As we socially isolate in response to COVID-19, we are all gaining a greater appreciation of our homes, which as New Yorkers, mean so much more than the physical spaces we live in.
They encompass our unique neighborhoods, our fellow neighbors, and our community at large. That’s why we are determined to support the people and places that make our great city feel like home – from our homes. In Warburg’s special Community Support Edition of Culturally Inclined, we share a few ways we can all do so.
A term dubbed by a Canadian citizen that did not exist a few days ago has quickly grown into an organized community movement. “Caremongering” is a way to promote random acts of kindness and to encourage those who can safely do so to help neighbors who are elderly, have medical conditions that put them at a higher risk, or cannot otherwise go shopping or take care of certain tasks.
Keep in mind that many healthcare workers may also need help with things like shopping, as they might be pulling double shifts. This can be as simple as knocking on the door of elderly neighbor’s before making a grocery run to ask if they need anything. Another way to help others in your community is to create a Facebook group where neighbors can share tips (and cute animal videos to keep spirits up) as well as ask for or offer assistance.
Hello Alfred, a New York-based tech startup that provides on-demand hospitality services to residential buildings, is now making their service available to local households and people who need help. They’re able to provide safe and guaranteed weekly deliveries of any food, medicine, or supplies upon request with no delays. Learn more about signing up for the new program here.
Organizations such as City Harvest, City Meals on Wheels, Food Bank for New York City, and God’s Love We Deliver are seeing or anticipating an increased need for their services. All these organizations accept cash donations; some, including the Bowery Mission, are also accepting donations of food, cleaning supplies, and other essentials. The Bowery Mission and other local organizations such as New York Common Pantry have Amazon Charity List pages where you can order their most needed items to be delivered to them. You can also volunteer to package or deliver food for such groups.

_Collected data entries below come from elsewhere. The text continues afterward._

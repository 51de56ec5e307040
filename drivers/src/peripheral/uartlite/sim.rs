//! Register-level model of a UART Lite used by the unit tests.
//!
//! The model keeps both FIFOs at their hardware depth. Nothing leaves the
//! transmit FIFO until the test drains it, unless `auto_drain` is set.

use std::collections::VecDeque;
use std::sync::Arc;
use std::vec::Vec;

use spin::Mutex;

use crate::hal::register::RegisterBus;
use crate::hw::uartlite::{
    CONTROL_REG_OFFSET, Control, FIFO_DEPTH, RX_FIFO_OFFSET, RxErrors, STATUS_REG_OFFSET, Status,
    TX_FIFO_OFFSET,
};

pub(crate) const SIM_BASE: usize = 0x4060_0000;

#[derive(Default)]
struct SimState {
    rx: VecDeque<(u8, RxErrors)>,
    tx: VecDeque<u8>,
    wire: Vec<u8>,
    intr_enabled: bool,
    auto_drain: bool,
    tx_dropped: usize,
    control_writes: Vec<u32>,
}

/// Handle to a simulated device. Clones share the same registers.
#[derive(Clone)]
pub(crate) struct SimUartLite {
    base: usize,
    state: Arc<Mutex<SimState>>,
}

impl SimUartLite {
    pub(crate) fn new() -> Self {
        Self::at(SIM_BASE)
    }

    pub(crate) fn at(base: usize) -> Self {
        Self {
            base,
            state: Arc::new(Mutex::new(SimState::default())),
        }
    }

    /// Queue bytes from the line. Bytes that do not fit are lost and the
    /// last byte that did fit is flagged as overrun.
    pub(crate) fn push_rx(&self, bytes: &[u8]) {
        for &b in bytes {
            self.push_rx_with_errors(b, RxErrors::empty());
        }
    }

    pub(crate) fn push_rx_with_errors(&self, byte: u8, errors: RxErrors) {
        let mut st = self.state.lock();
        if st.rx.len() == FIFO_DEPTH {
            if let Some(last) = st.rx.back_mut() {
                last.1 |= RxErrors::OVERRUN;
            }
            return;
        }
        st.rx.push_back((byte, errors));
    }

    pub(crate) fn rx_len(&self) -> usize {
        self.state.lock().rx.len()
    }

    pub(crate) fn tx_len(&self) -> usize {
        self.state.lock().tx.len()
    }

    /// Shift up to `count` bytes from the transmit FIFO onto the line.
    pub(crate) fn drain_tx(&self, count: usize) {
        let mut st = self.state.lock();
        for _ in 0..count {
            match st.tx.pop_front() {
                Some(b) => st.wire.push(b),
                None => break,
            }
        }
    }

    pub(crate) fn drain_all_tx(&self) {
        self.drain_tx(usize::MAX);
    }

    /// Everything that has left the transmit FIFO so far.
    pub(crate) fn wire(&self) -> Vec<u8> {
        self.state.lock().wire.clone()
    }

    pub(crate) fn set_auto_drain(&self, on: bool) {
        self.state.lock().auto_drain = on;
    }

    pub(crate) fn intr_enabled(&self) -> bool {
        self.state.lock().intr_enabled
    }

    pub(crate) fn tx_dropped(&self) -> usize {
        self.state.lock().tx_dropped
    }

    pub(crate) fn control_writes(&self) -> Vec<u32> {
        self.state.lock().control_writes.clone()
    }

    fn status(st: &SimState) -> Status {
        let mut status = Status::empty();
        status.set(Status::RX_VALID_DATA, !st.rx.is_empty());
        status.set(Status::RX_FULL, st.rx.len() == FIFO_DEPTH);
        status.set(Status::TX_EMPTY, st.tx.is_empty());
        status.set(Status::TX_FULL, st.tx.len() == FIFO_DEPTH);
        status.set(Status::INTR_ENABLED, st.intr_enabled);
        if let Some(&(_, errors)) = st.rx.front() {
            status.set(Status::OVERRUN_ERROR, errors.contains(RxErrors::OVERRUN));
            status.set(Status::FRAME_ERROR, errors.contains(RxErrors::FRAMING));
            status.set(Status::PARITY_ERROR, errors.contains(RxErrors::PARITY));
        }
        status
    }
}

impl RegisterBus for SimUartLite {
    fn base_address(&self) -> usize {
        self.base
    }

    fn read(&self, offset: usize) -> u32 {
        let mut st = self.state.lock();
        match offset {
            RX_FIFO_OFFSET => st.rx.pop_front().map(|(b, _)| b as u32).unwrap_or(0),
            STATUS_REG_OFFSET => Self::status(&st).bits(),
            _ => 0,
        }
    }

    fn write(&mut self, offset: usize, value: u32) {
        let mut st = self.state.lock();
        match offset {
            TX_FIFO_OFFSET => {
                let byte = value as u8;
                if st.auto_drain {
                    st.wire.push(byte);
                } else if st.tx.len() < FIFO_DEPTH {
                    st.tx.push_back(byte);
                } else {
                    st.tx_dropped += 1;
                }
            }
            CONTROL_REG_OFFSET => {
                st.control_writes.push(value);
                let control = Control::from_bits_truncate(value);
                if control.contains(Control::RESET_TX_FIFO) {
                    st.tx.clear();
                }
                if control.contains(Control::RESET_RX_FIFO) {
                    st.rx.clear();
                }
                st.intr_enabled = control.contains(Control::ENABLE_INTR);
            }
            _ => {}
        }
    }
}

/// Completion counts seen by a handler, shareable with the test body.
#[derive(Clone, Default)]
pub(crate) struct CompletionLog(Arc<Mutex<Vec<usize>>>);

impl CompletionLog {
    pub(crate) fn handler(&self) -> impl FnMut(usize) + Send + use<> {
        let log = self.0.clone();
        move |count| log.lock().push(count)
    }

    pub(crate) fn calls(&self) -> Vec<usize> {
        self.0.lock().clone()
    }
}
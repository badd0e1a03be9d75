//! # Pipeline Module
//!
//! End-to-end orchestration: fetch, segment, composite, upload.

pub mod engine;

pub use engine::{PipelineEngine, PipelineOutput};
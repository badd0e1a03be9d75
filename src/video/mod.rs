//! # Video Processing Module
//!
//! Frame types, ffmpeg-backed stream readers/writers, the mask compositor,
//! and first-frame preview extraction.

pub mod compositor;
pub mod preview;
pub mod reader;
pub mod types;
pub mod writer;

pub use compositor::{apply_mask, composite_streams, CompositeResult, MatteCompositor, MatteParams};
pub use preview::extract_first_frame;
pub use reader::{check_ffmpeg_available, probe_metadata, FfmpegFrameReader, FrameSource};
pub use types::{EncoderParams, Frame, KeyColor, MaskConvention, VideoMetadata};
pub use writer::{FfmpegFrameWriter, FrameSink};
use std::io::Write;

use tempfile::NamedTempFile;
use tracing::{debug, info};

use crate::error::{RemoteError, Result};

/// Download a video URL into a scoped temporary file.
///
/// The returned [`NamedTempFile`] deletes itself on drop, so the local copy
/// is removed on both the success and failure paths of whatever consumes it.
pub async fn download_to_temp(client: &reqwest::Client, url: &str) -> Result<NamedTempFile> {
    info!("Downloading video: {}", url);

    let response = client
        .get(url)
        .send()
        .await
        .and_then(|r| r.error_for_status())
        .map_err(|e| RemoteError::FetchFailed {
            url: url.to_string(),
            reason: e.to_string(),
        })?;

    let bytes = response.bytes().await.map_err(|e| RemoteError::FetchFailed {
        url: url.to_string(),
        reason: format!("body read failed: {}", e),
    })?;

    let mut file = tempfile::Builder::new()
        .prefix("greenscreen_")
        .suffix(".mp4")
        .tempfile()?;
    file.write_all(&bytes)?;
    file.flush()?;

    debug!("Downloaded {} bytes to {:?}", bytes.len(), file.path());
    Ok(file)
}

As more people become infected with COVID-19, blood drives are being canceled and the pool of potential donors is becoming smaller. The result: a shortage of blood, platelets, and plasma. While the Red Cross is perhaps the best-known organization to accept blood donations, it may not have a center open near you at this time. AABB (formerly the American Association of Blood Banks), America’s Blood Centers, and the New York Blood Center, however, do have donation sites open throughout the area.
Humans are not the only ones in need of assistance. Many animal welfare organiza-tions are no longer adopting out pets at this time, and those that are, such as Animal Haven and Bideawee, are doing so only by appointment. As a result, groups such as Muddy Paws Rescue are seeking people to foster pets. And just about every organization could benefit from donations of money or supplies. (Animal Care Centers of NYC, for one, has its own Amazon Charity List.) The Mayor’s Alliance for NYC’s Animals has a list of local shelters and welfare groups.

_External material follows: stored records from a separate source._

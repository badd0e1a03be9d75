use thiserror::Error;

/// Main error type for the greenscreen library
#[derive(Error, Debug)]
pub enum CompositorError {
    #[error("Video processing error: {0}")]
    Video(#[from] VideoError),

    #[error("Remote collaborator error: {0}")]
    Remote(#[from] RemoteError),

    #[error("Configuration error: {0}")]
    Config(#[from] ConfigError),

    #[error("IO error: {0}")]
    Io(#[from] std::io::Error),

    #[error("Generic error: {0}")]
    Generic(String),
}

/// Video-specific errors
#[derive(Error, Debug)]
pub enum VideoError {
    /// A video path or URL cannot be opened or decoded (missing file,
    /// corrupt container, unsupported codec).
    #[error("Source unreadable: {path} - {reason}")]
    SourceUnreadable { path: String, reason: String },

    /// A stream yielded zero frames where at least one was required.
    #[error("Video contains no decodable frames: {path}")]
    EmptyVideo { path: String },

    #[error("Video encoding failed: {reason}")]
    EncodingFailed { reason: String },

    #[error("Invalid video parameters: {details}")]
    InvalidParameters { details: String },
}

/// Errors from remote collaborators (segmentation service, object store,
/// video source fetch)
#[derive(Error, Debug)]
pub enum RemoteError {
    #[error("Failed to fetch video from {url}: {reason}")]
    FetchFailed { url: String, reason: String },

    #[error("Segmentation failed: {reason}")]
    SegmentationFailed { reason: String },

    /// Object-store upload failed. Non-fatal to the pipeline: the locally
    /// produced file is still returned to the caller.
    #[error("Upload failed: {reason}")]
    UploadFailed { reason: String },
}

/// Configuration-specific errors
#[derive(Error, Debug)]
pub enum ConfigError {
    #[error("Failed to parse configuration file: {path}")]
    ParseFailed { path: String },

    #[error("Invalid configuration value: {key} = {value}")]
    InvalidValue { key: String, value: String },

    #[error("Missing required configuration: {key}")]
    MissingKey { key: String },

    #[error("Configuration file not found: {path}")]
    FileNotFound { path: String },
}

/// Convenience type alias for Results using CompositorError
pub type Result<T> = std::result::Result<T, CompositorError>;

impl CompositorError {
    /// Create a generic error with a custom message
    pub fn generic<S: Into<String>>(message: S) -> Self {
        Self::Generic(message.into())
    }

    /// Check if this error is recoverable (can be retried by the caller;
    /// the library itself never retries)
    pub fn is_recoverable(&self) -> bool {
        match self {
            // IO and network errors might be temporary
            Self::Io(_) => true,
            Self::Remote(RemoteError::FetchFailed { .. }) => true,
            Self::Remote(RemoteError::UploadFailed { .. }) => true,
            Self::Video(VideoError::SourceUnreadable { .. }) => true,
            // Most other errors are permanent
            _ => false,
        }
    }

    /// Get a user-friendly error message
    pub fn user_message(&self) -> String {
        match self {
            Self::Video(VideoError::SourceUnreadable { path, .. }) => {
                format!(
                    "Could not read video '{}'. Please check the file exists and is a supported format.",
                    path
                )
            }
            Self::Video(VideoError::EmptyVideo { path }) => {
                format!("Video '{}' contains no frames.", path)
            }
            Self::Remote(RemoteError::SegmentationFailed { reason }) => {
                format!("The segmentation service returned no usable mask: {}", reason)
            }
            Self::Remote(RemoteError::UploadFailed { reason }) => {
                format!(
                    "Upload to the object store failed ({}). The local output file is still available.",
                    reason
                )
            }
            Self::Config(ConfigError::FileNotFound { path }) => {
                format!("Configuration file '{}' not found.", path)
            }
            _ => self.to_string(),
        }
    }
}

#[cfg(test)]
mod tests {
    use super::*;

    #[test]
    fn test_fetch_failure_is_recoverable() {
        let err: CompositorError = RemoteError::FetchFailed {
            url: "http://example.com/a.mp4".to_string(),
            reason: "timeout".to_string(),
        }
        .into();
        assert!(err.is_recoverable());
    }

    #[test]
    fn test_empty_video_is_not_recoverable() {
        let err: CompositorError = VideoError::EmptyVideo {
            path: "a.mp4".to_string(),
        }
        .into();
        assert!(!err.is_recoverable());
        assert!(err.user_message().contains("no frames"));
    }
}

Ordering food takeout or delivery is one (delicious) way to support local businesses. If you would like to try something other than your tried-and-true takeout spot, Resy has a list of eateries still open for delivery or pick-up. If you want to help the workers of your favorite restaurant, check out Bailout.nyc to see if it is among the establish-ments that has set up a Venmo account for their staff, who will receive 100% of the proceeds.
Independent bookstores had it rough even before COVID-19. Since this is as good a time as any to catch up on your reading, consider shopping online from one of the local booksellers still open. Park Slope’s Community Bookstore offers free delivery; Book Club, Books Are Magic, McNally Jackson, and Rizzoli Bookstore are shipping orders.
Gyms may be closed, but some local fitness studios are offering live virtual classes. These provide the camaraderie missing from working out to a recorded session while helping the businesses and instructors stay afloat. Harlem Yoga Studio offers several yoga classes each day via Zoom; Fhitting Room is also live-streaming its flagship HIIT workouts throughout the day. Rumble Boxing’s live morning workouts on Instagram are a great way to start your day and work out any stress. Gotta dance? Join 305 Fitness’ twice-daily dance cardio classes on YouTube.
By purchasing a gift card from a restaurant, salon, entertainment venue, or shop now for future use provides those businesses with funds to help ensure their survival. Help Main Street is continually updating its by-no-means-comprehensive list of local companies selling gift cards; you can also check the websites of your favorite restaurants and shops.
Once life returns to some semblance of normal, there is apt to be pent-up demand for restaurants, shops, and the like. Good reviews on online forums like Yelp, TripAdvisor, or Facebook can help your favorites attract new customers. A new website / Instagram account called Support NYC is also crowd sourcing New Yorkers’ favorite small businesses by neighborhood. Download one of their free Instagram story templates and tag them along with your beloved local spots to add them on their master list.
Museums of all sizes generally depend on tourism, event attendance, and regular donations from patrons to operate. But closures due to COVID-19 are putting some of New York’s smaller cultural institutions in a particularly difficult financial position, Children’s Museum of the Arts and the Tenement Museum among them. If you have a favorite art institution in the City that you love – consider making a donation to show your support.